First, patients should identify and avoid known allergens and irritants to prevent possible reactions. Making lifestyle choices such as selecting hypoallergenic jewelry, changing hair or skin care products, and putting cloth covers on metal fasteners (e.g., a jean button) can minimize reactions.13,37
Patients can also improve and protect their skin barrier by continuously moisturizing and hydrating their skin. Various OTC products with different formulations allow patients to find a regimen that works best for their skin.12,37
Patients should wash skin exposed to the allergen or irritant immediately after exposure to remove the irritant (e.g., poison ivy, poison oak) that cause the reaction. Products like Tecnu cleanser, Zanfel cleanser, and Cutter scrub effectively remove urushiol oil (the component of poison ivy and poison oak that causes the red, itchy rash patients experience).

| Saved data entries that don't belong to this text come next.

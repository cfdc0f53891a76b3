//! # Coursemap CLI Module
//!
//! This module implements the CLI interface for Coursemap.
//!
//! ## Available Commands
//!
//! - `server` - Start the HTTP server
//! - `status` - Show department metrics
//! - `courses` - List courses with lock and progress state
//! - `show` - Show one course's prerequisites and dependents
//! - `complete` / `uncheck` - Change a course's completion
//! - `select-option` / `select-credit` - Choose elective option or credit value
//! - `simulate` - Preview grades that reach a target GPA
//! - `import` - Replace progress from a plain-text transcript
//! - `reset` - Clear the department's progress

mod commands;

use crate::config::{BackendKind, Config};
use crate::transcript::FormatChoice;
use clap::{Parser, Subcommand};
use coursemap_core::{
    CoursemapError, Gpa,
    primitives::{DEFAULT_SIMULATION_COUNT, DEFAULT_SIMULATION_TARGET},
};
use std::path::PathBuf;

pub use commands::*;

// =============================================================================
// CLI STRUCTURE
// =============================================================================

/// Coursemap - curriculum progress tracker
///
/// Tracks completed courses against a department curriculum, locks courses
/// with unmet prerequisites and projects GPA.
#[derive(Parser, Debug)]
#[command(name = "coursemap")]
#[command(version, about, long_about = None)]
pub struct Cli {
    /// Enable debug logging
    #[arg(short, long, global = true)]
    pub verbose: bool,

    /// Suppress banner output
    #[arg(short, long, global = true)]
    pub quiet: bool,

    /// Path to the config file (default: ./coursemap.toml if present)
    #[arg(short = 'c', long, global = true)]
    pub config: Option<PathBuf>,

    /// Path to the progress database
    #[arg(short = 'D', long, global = true)]
    pub database: Option<PathBuf>,

    /// Storage backend
    #[arg(short = 'B', long, global = true, value_enum)]
    pub backend: Option<BackendKind>,

    /// Directory holding `<CODE>.json` curricula
    #[arg(long, global = true)]
    pub curricula: Option<PathBuf>,

    /// Department code
    #[arg(short = 'd', long, global = true)]
    pub department: Option<String>,

    /// Output in JSON format (for programmatic access)
    #[arg(long, global = true)]
    pub json_mode: bool,

    /// Subcommand to execute
    #[command(subcommand)]
    pub command: Option<Commands>,
}

/// Available CLI commands.
#[derive(Subcommand, Debug)]
pub enum Commands {
    /// Start HTTP server
    Server {
        /// Host to bind to (overrides config)
        #[arg(short = 'H', long)]
        host: Option<String>,

        /// Port to bind to (overrides config)
        #[arg(short, long)]
        port: Option<u16>,
    },

    /// Show department metrics
    Status,

    /// List courses with lock and progress state
    Courses {
        /// Only this term
        #[arg(short, long)]
        term: Option<u8>,
    },

    /// Show one course's prerequisites, dependents and clause status
    Show {
        /// Course id (spaces and case are ignored)
        id: String,
    },

    /// Mark a course completed with a grade
    Complete {
        id: String,

        /// Letter grade (AA, BA, BB, CB, CC, DC, DD, FF)
        grade: String,

        /// Elective option index to select
        #[arg(short, long)]
        option: Option<usize>,
    },

    /// Mark a course incomplete, cascading to dependents
    Uncheck { id: String },

    /// Choose (or clear, when omitted) an elective option
    SelectOption { id: String, index: Option<usize> },

    /// Choose a value of a variable-credit course
    SelectCredit { id: String, index: usize },

    /// Preview grades for upcoming courses that reach a target GPA
    Simulate {
        /// Target GPA (0.00 - 4.00)
        #[arg(short, long, default_value_t = Gpa::from_hundredths(DEFAULT_SIMULATION_TARGET))]
        target: Gpa,

        /// Number of upcoming courses to fill
        #[arg(short = 'n', long, default_value_t = DEFAULT_SIMULATION_COUNT, allow_negative_numbers = true)]
        count: i64,
    },

    /// Replace progress from a plain-text transcript
    Import {
        /// Transcript text file
        file: PathBuf,

        /// Transcript layout
        #[arg(short, long, value_enum, default_value_t = FormatChoice::Auto)]
        format: FormatChoice,
    },

    /// Clear the department's progress
    Reset,
}

impl Cli {
    /// Apply command-line overrides on top of file settings.
    #[must_use]
    pub fn apply_overrides(&self, mut config: Config) -> Config {
        if let Some(database) = &self.database {
            config.database.clone_from(database);
        }
        if let Some(backend) = self.backend {
            config.backend = backend;
        }
        if let Some(curricula) = &self.curricula {
            config.curricula_dir.clone_from(curricula);
        }
        if let Some(department) = &self.department {
            config.department = department.trim().to_uppercase();
        }
        config
    }
}

// =============================================================================
// COMMAND EXECUTION
// =============================================================================

/// Execute the CLI with parsed arguments and loaded settings.
pub async fn execute(cli: Cli, config: Config) -> Result<(), CoursemapError> {
    let config = cli.apply_overrides(config);
    let json_mode = cli.json_mode;

    match cli.command {
        Some(Commands::Server { host, port }) => {
            let host = host.unwrap_or_else(|| config.server.host.clone());
            let port = port.unwrap_or(config.server.port);
            cmd_server(&config, &host, port).await
        }
        Some(Commands::Status) | None => cmd_status(&config, json_mode),
        Some(Commands::Courses { term }) => cmd_courses(&config, json_mode, term),
        Some(Commands::Show { id }) => cmd_show(&config, json_mode, &id),
        Some(Commands::Complete { id, grade, option }) => {
            cmd_complete(&config, json_mode, &id, &grade, option)
        }
        Some(Commands::Uncheck { id }) => cmd_uncheck(&config, json_mode, &id),
        Some(Commands::SelectOption { id, index }) => {
            cmd_select_option(&config, json_mode, &id, index)
        }
        Some(Commands::SelectCredit { id, index }) => {
            cmd_select_credit(&config, json_mode, &id, index)
        }
        Some(Commands::Simulate { target, count }) => {
            cmd_simulate(&config, json_mode, target, count)
        }
        Some(Commands::Import { file, format }) => {
            cmd_import(&config, json_mode, &file, format).await
        }
        Some(Commands::Reset) => cmd_reset(&config, json_mode),
    }
}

Urushiol oil binds to skin proteins within 10 to 15 minutes so immediate use of these products is vital.13,37,38
Patients should also be mindful of pets. Sometimes, allergens can be carried from outside into the house by clinging to a pet’s fur. If patients suspect their pet encountered an allergen (such as poison ivy), they should bathe the animal to reduce the risk of spreading it to people.13,37
Wearing gloves or protective clothing provides an excellent alternative for patients to avoid contact with irritants. This is especially vital for many occupational contact dermatitis cases. Barrier creams are another alternative that function to protect skin from irritants. Barrier creams prevent penetration of hazardous materials into the skin. These products contain compounds such as glycerin, silicones, ceramides, squalene, petrolatum, and other water repelling compounds. Barrier creams should be applied to exposed skin two to three times per day.12,37
ALLERGENS IN CONTACT DERMATITIS
Common Causes of Allergic Contact Dermatitis
ACD is caused by a variety of common chemicals and substances. Common causes include11,13,32,37,39-43
- Excipients (propylene glycol, lanolin)
- Fragrances (limonene, linalool, fragrance mix 1, fragrance mix 2)
- Glues (acrylates)
- Hair dyes and hair care products (toluene-2,5-diamine sulfate, para-phenylenediamine, cetrimonium chloride, cetrimonium bromide)
- Latex (balloons)
- Medications (antibiotics, glucocorticoids, topical antihistamines)
- Metals (nickel, cobalt, and gold); commonly used in jewelry, buckles, claps, buttons, etc.
- Personal care products such as body washes, cosmetics, and skin care products (panthenol, chlorphenesin, parabens, balsam of Peru, colophony [rosin])
- Plants (Toxicodendron genus is the most common; includes poison ivy, poison oak, and poison sumac)
- Preservatives (benzisothiazolinone, formaldehyde, methylisothiazolinone, quaternium-15)
- Surfactants (cocamidopropyl betadine, decyl glucosides)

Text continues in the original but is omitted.